**Problem statement**
Nothing but the lines from the one containing "#[derive(Debug, Clone, Deserialize)]" through the last line of the entries should appear in the output, each verbatim.

---------- Source records ----------

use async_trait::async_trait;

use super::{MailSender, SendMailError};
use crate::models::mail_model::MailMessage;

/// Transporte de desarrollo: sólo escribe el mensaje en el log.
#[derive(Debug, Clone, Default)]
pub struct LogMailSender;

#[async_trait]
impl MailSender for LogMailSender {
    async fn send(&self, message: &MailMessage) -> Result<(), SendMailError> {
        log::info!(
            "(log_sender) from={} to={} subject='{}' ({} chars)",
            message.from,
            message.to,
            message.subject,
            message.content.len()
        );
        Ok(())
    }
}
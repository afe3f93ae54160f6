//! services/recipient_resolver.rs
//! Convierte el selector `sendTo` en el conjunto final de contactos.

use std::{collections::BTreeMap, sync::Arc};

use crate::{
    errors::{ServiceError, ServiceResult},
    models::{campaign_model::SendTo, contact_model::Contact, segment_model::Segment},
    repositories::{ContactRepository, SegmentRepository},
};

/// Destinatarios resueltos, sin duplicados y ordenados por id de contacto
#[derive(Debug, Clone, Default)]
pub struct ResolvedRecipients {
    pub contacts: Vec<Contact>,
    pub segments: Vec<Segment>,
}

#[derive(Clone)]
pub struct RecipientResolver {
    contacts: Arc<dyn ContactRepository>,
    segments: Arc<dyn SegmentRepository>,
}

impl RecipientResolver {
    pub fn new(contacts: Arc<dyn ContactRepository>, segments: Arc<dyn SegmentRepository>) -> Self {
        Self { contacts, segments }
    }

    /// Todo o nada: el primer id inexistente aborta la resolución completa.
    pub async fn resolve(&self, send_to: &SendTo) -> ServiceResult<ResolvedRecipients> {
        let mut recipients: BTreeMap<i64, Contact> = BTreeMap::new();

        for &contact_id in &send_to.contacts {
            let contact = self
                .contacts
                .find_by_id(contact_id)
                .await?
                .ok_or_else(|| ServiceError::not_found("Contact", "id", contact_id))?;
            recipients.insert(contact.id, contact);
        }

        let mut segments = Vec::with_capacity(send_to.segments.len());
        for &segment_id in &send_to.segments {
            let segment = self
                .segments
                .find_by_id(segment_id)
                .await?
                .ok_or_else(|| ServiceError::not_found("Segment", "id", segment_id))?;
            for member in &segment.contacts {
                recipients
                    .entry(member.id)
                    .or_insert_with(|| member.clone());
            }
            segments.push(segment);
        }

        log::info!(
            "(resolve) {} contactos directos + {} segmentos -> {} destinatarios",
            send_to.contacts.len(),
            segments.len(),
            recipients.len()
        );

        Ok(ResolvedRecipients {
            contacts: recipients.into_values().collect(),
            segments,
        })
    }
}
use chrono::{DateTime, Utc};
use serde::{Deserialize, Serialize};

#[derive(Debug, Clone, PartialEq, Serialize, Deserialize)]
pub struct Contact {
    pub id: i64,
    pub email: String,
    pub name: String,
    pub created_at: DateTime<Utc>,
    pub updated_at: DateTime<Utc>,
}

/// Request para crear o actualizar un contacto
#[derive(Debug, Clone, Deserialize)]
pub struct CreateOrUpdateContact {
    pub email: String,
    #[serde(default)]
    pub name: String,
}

----------

**Problem solution**
#[derive(Debug, Clone, Deserialize)]
pub struct CreateOrUpdateContact {
    pub email: String,
    #[serde(default)]
    pub name: String,
}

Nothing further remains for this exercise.